Take each line of the entries below that contains "returned" and copy it.

Records.
────

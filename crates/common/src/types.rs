use serde::{Deserialize, Serialize};

/// Unique identifier for a user row.
///
/// Wraps the database-assigned key to provide type safety and prevent
/// mixing up user ids with other integer-based identifiers.
#[derive(Debug, Clone, Copy, PartialEq, Eq, PartialOrd, Ord, Hash, Serialize, Deserialize)]
#[serde(transparent)]
pub struct UserId(i64);

impl UserId {
    /// Wraps a raw database key.
    pub fn new(id: i64) -> Self {
        Self(id)
    }

    /// Returns the underlying key.
    pub fn get(&self) -> i64 {
        self.0
    }
}

impl std::fmt::Display for UserId {
    fn fmt(&self, f: &mut std::fmt::Formatter<'_>) -> std::fmt::Result {
        write!(f, "{}", self.0)
    }
}

impl From<i64> for UserId {
    fn from(id: i64) -> Self {
        Self(id)
    }
}

impl From<UserId> for i64 {
    fn from(id: UserId) -> Self {
        id.0
    }
}

/// Unique identifier for an item row.
#[derive(Debug, Clone, Copy, PartialEq, Eq, PartialOrd, Ord, Hash, Serialize, Deserialize)]
#[serde(transparent)]
pub struct ItemId(i64);

impl ItemId {
    /// Wraps a raw database key.
    pub fn new(id: i64) -> Self {
        Self(id)
    }

    /// Returns the underlying key.
    pub fn get(&self) -> i64 {
        self.0
    }
}

impl std::fmt::Display for ItemId {
    fn fmt(&self, f: &mut std::fmt::Formatter<'_>) -> std::fmt::Result {
        write!(f, "{}", self.0)
    }
}

impl From<i64> for ItemId {
    fn from(id: i64) -> Self {
        Self(id)
    }
}

impl From<ItemId> for i64 {
    fn from(id: ItemId) -> Self {
        id.0
    }
}

/// Unique identifier for a transaction evidence row.
///
/// The shipping record is keyed by this id as well (1:1).
#[derive(Debug, Clone, Copy, PartialEq, Eq, PartialOrd, Ord, Hash, Serialize, Deserialize)]
#[serde(transparent)]
pub struct TransactionEvidenceId(i64);

impl TransactionEvidenceId {
    /// Wraps a raw database key.
    pub fn new(id: i64) -> Self {
        Self(id)
    }

    /// Returns the underlying key.
    pub fn get(&self) -> i64 {
        self.0
    }
}

impl std::fmt::Display for TransactionEvidenceId {
    fn fmt(&self, f: &mut std::fmt::Formatter<'_>) -> std::fmt::Result {
        write!(f, "{}", self.0)
    }
}

impl From<i64> for TransactionEvidenceId {
    fn from(id: i64) -> Self {
        Self(id)
    }
}

impl From<TransactionEvidenceId> for i64 {
    fn from(id: TransactionEvidenceId) -> Self {
        id.0
    }
}

/// Identifier of a category in the external catalog.
#[derive(Debug, Clone, Copy, PartialEq, Eq, PartialOrd, Ord, Hash, Serialize, Deserialize)]
#[serde(transparent)]
pub struct CategoryId(i64);

impl CategoryId {
    /// Wraps a raw catalog key.
    pub fn new(id: i64) -> Self {
        Self(id)
    }

    /// Returns the underlying key.
    pub fn get(&self) -> i64 {
        self.0
    }
}

impl std::fmt::Display for CategoryId {
    fn fmt(&self, f: &mut std::fmt::Formatter<'_>) -> std::fmt::Result {
        write!(f, "{}", self.0)
    }
}

impl From<i64> for CategoryId {
    fn from(id: i64) -> Self {
        Self(id)
    }
}

impl From<CategoryId> for i64 {
    fn from(id: CategoryId) -> Self {
        id.0
    }
}

#[cfg(test)]
mod tests {
    use super::*;

    #[test]
    fn ids_preserve_value() {
        let id = ItemId::new(42);
        assert_eq!(id.get(), 42);
        assert_eq!(i64::from(id), 42);
        assert_eq!(ItemId::from(42), id);
    }

    #[test]
    fn id_display_uses_raw_key() {
        assert_eq!(UserId::new(7).to_string(), "7");
        assert_eq!(TransactionEvidenceId::new(7).to_string(), "7");
    }

    #[test]
    fn id_serialization_is_transparent() {
        let id = UserId::new(99);
        let json = serde_json::to_string(&id).unwrap();
        assert_eq!(json, "99");
        let back: UserId = serde_json::from_str(&json).unwrap();
        assert_eq!(back, id);
    }
}
//! External service contracts: trait, HTTP client, and in-memory stub per
//! collaborator.
//!
//! Every call is a single attempt with a bounded timeout; there is no retry,
//! backoff, or circuit breaker. A failed call fails the enclosing saga step
//! and the coordinator rolls the whole transaction back.

pub mod category;
pub mod payment;
pub mod shipment;

use thiserror::Error;

pub use category::{CategoryDirectory, StaticCategories};
pub use payment::{AuthorizationStatus, HttpPaymentClient, PaymentClient, StubPaymentClient};
pub use shipment::{HttpShipmentClient, Reservation, ShipmentClient, StubShipmentClient};

/// A remote service could not be asked, or answered nonsense.
///
/// Distinct from a negative answer: a declined payment or a carrier that is
/// not ready are domain results, not adapter errors.
#[derive(Debug, Error)]
pub enum AdapterError {
    /// Transport failure or timeout before a response arrived.
    #[error("{service} service request failed: {reason}")]
    Transport {
        service: &'static str,
        reason: String,
    },

    /// The service answered with a non-2xx status.
    #[error("{service} service returned status {status}")]
    Status { service: &'static str, status: u16 },

    /// The response body could not be decoded.
    #[error("{service} service returned a malformed response: {reason}")]
    Malformed {
        service: &'static str,
        reason: String,
    },
}

impl AdapterError {
    pub(crate) fn transport(service: &'static str, err: impl std::fmt::Display) -> Self {
        AdapterError::Transport {
            service,
            reason: err.to_string(),
        }
    }

    pub(crate) fn malformed(service: &'static str, err: impl std::fmt::Display) -> Self {
        AdapterError::Malformed {
            service,
            reason: err.to_string(),
        }
    }
}
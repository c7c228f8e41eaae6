use async_trait::async_trait;
use common::{ItemId, TransactionEvidenceId, UserId};
use domain::{
    Item, NewItem, NewTransactionEvidence, NewUser, Shipping, TransactionEvidence, User,
};

use crate::Result;

/// Entry point to the persistence layer.
///
/// `begin` opens the one transaction a coordinator operation runs inside.
/// The unlocked reads are for display paths; anything that will be written
/// must instead be loaded through the transaction's `*_for_update` methods.
///
/// All implementations must be thread-safe (Send + Sync).
#[async_trait]
pub trait MarketStore: Send + Sync {
    type Tx: MarketTx + 'static;

    /// Opens a transaction.
    async fn begin(&self) -> Result<Self::Tx>;

    /// Reads an item without locking it.
    async fn get_item(&self, id: ItemId) -> Result<Option<Item>>;

    /// Reads a user without locking it.
    async fn get_user(&self, id: UserId) -> Result<Option<User>>;

    /// Reads a transaction evidence without locking it.
    async fn get_evidence(&self, id: TransactionEvidenceId)
    -> Result<Option<TransactionEvidence>>;

    /// Reads a shipping record without locking it.
    async fn get_shipping(&self, id: TransactionEvidenceId) -> Result<Option<Shipping>>;
}

/// One open transaction.
///
/// Every `*_for_update` read acquires a row lock that is held until the
/// transaction commits or rolls back. Callers must acquire locks in the
/// fixed order Item, User(s), TransactionEvidence, Shipping; the gateway
/// does not enforce the order, it only provides the locks.
///
/// Dropping a transaction without committing rolls it back.
#[async_trait]
pub trait MarketTx: Send {
    /// Loads an item and locks its row.
    async fn item_for_update(&mut self, id: ItemId) -> Result<Option<Item>>;

    /// Loads a user and locks its row.
    async fn user_for_update(&mut self, id: UserId) -> Result<Option<User>>;

    /// Loads the evidence for an item (1:1) and locks its row.
    async fn evidence_by_item_for_update(
        &mut self,
        item_id: ItemId,
    ) -> Result<Option<TransactionEvidence>>;

    /// Loads the shipping record for an evidence (1:1) and locks its row.
    async fn shipping_for_update(
        &mut self,
        id: TransactionEvidenceId,
    ) -> Result<Option<Shipping>>;

    /// Inserts a user row and returns it with its assigned id.
    async fn insert_user(&mut self, user: NewUser) -> Result<User>;

    /// Inserts an item row as for-sale and returns it with its assigned id.
    async fn insert_item(&mut self, item: NewItem) -> Result<Item>;

    /// Inserts an evidence row as wait-shipping and returns it with its
    /// assigned id.
    async fn insert_evidence(
        &mut self,
        evidence: NewTransactionEvidence,
    ) -> Result<TransactionEvidence>;

    /// Inserts a shipping row. The key is the evidence id, so the caller
    /// supplies the full row.
    async fn insert_shipping(&mut self, shipping: Shipping) -> Result<()>;

    /// Writes an item row back in full.
    async fn update_item(&mut self, item: &Item) -> Result<()>;

    /// Writes a user row back in full.
    async fn update_user(&mut self, user: &User) -> Result<()>;

    /// Writes an evidence row back in full.
    async fn update_evidence(&mut self, evidence: &TransactionEvidence) -> Result<()>;

    /// Writes a shipping row back in full.
    async fn update_shipping(&mut self, shipping: &Shipping) -> Result<()>;

    /// Commits the transaction, publishing every write and releasing the
    /// row locks.
    async fn commit(self) -> Result<()>;

    /// Rolls the transaction back, discarding every write.
    async fn rollback(self) -> Result<()>;
}
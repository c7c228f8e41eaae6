//! Purchase and fulfillment coordination for the marketplace.
//!
//! The coordinator drives the four-step flow that moves an item from
//! for-sale to sold (purchase, pickup reservation, carrier handoff, delivery
//! confirmation), plus the local listing operations. Each operation runs in
//! one gateway transaction with row locks held across the remote calls, and
//! rolls back in full on any failure.

pub mod coordinator;
pub mod error;
pub mod listing;
pub mod services;

pub use coordinator::{FulfillmentCoordinator, PickupReservation};
pub use error::{FulfillmentError, PaymentDeclineReason, Result};
pub use listing::{BUMP_COOLDOWN_SECONDS, NewListing};
pub use services::{
    AdapterError, AuthorizationStatus, CategoryDirectory, HttpPaymentClient, HttpShipmentClient,
    PaymentClient, Reservation, ShipmentClient, StaticCategories, StubPaymentClient,
    StubShipmentClient,
};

────

Exercise response.
    #[error("{service} service returned status {status}")]
    #[error("{service} service returned a malformed response: {reason}")]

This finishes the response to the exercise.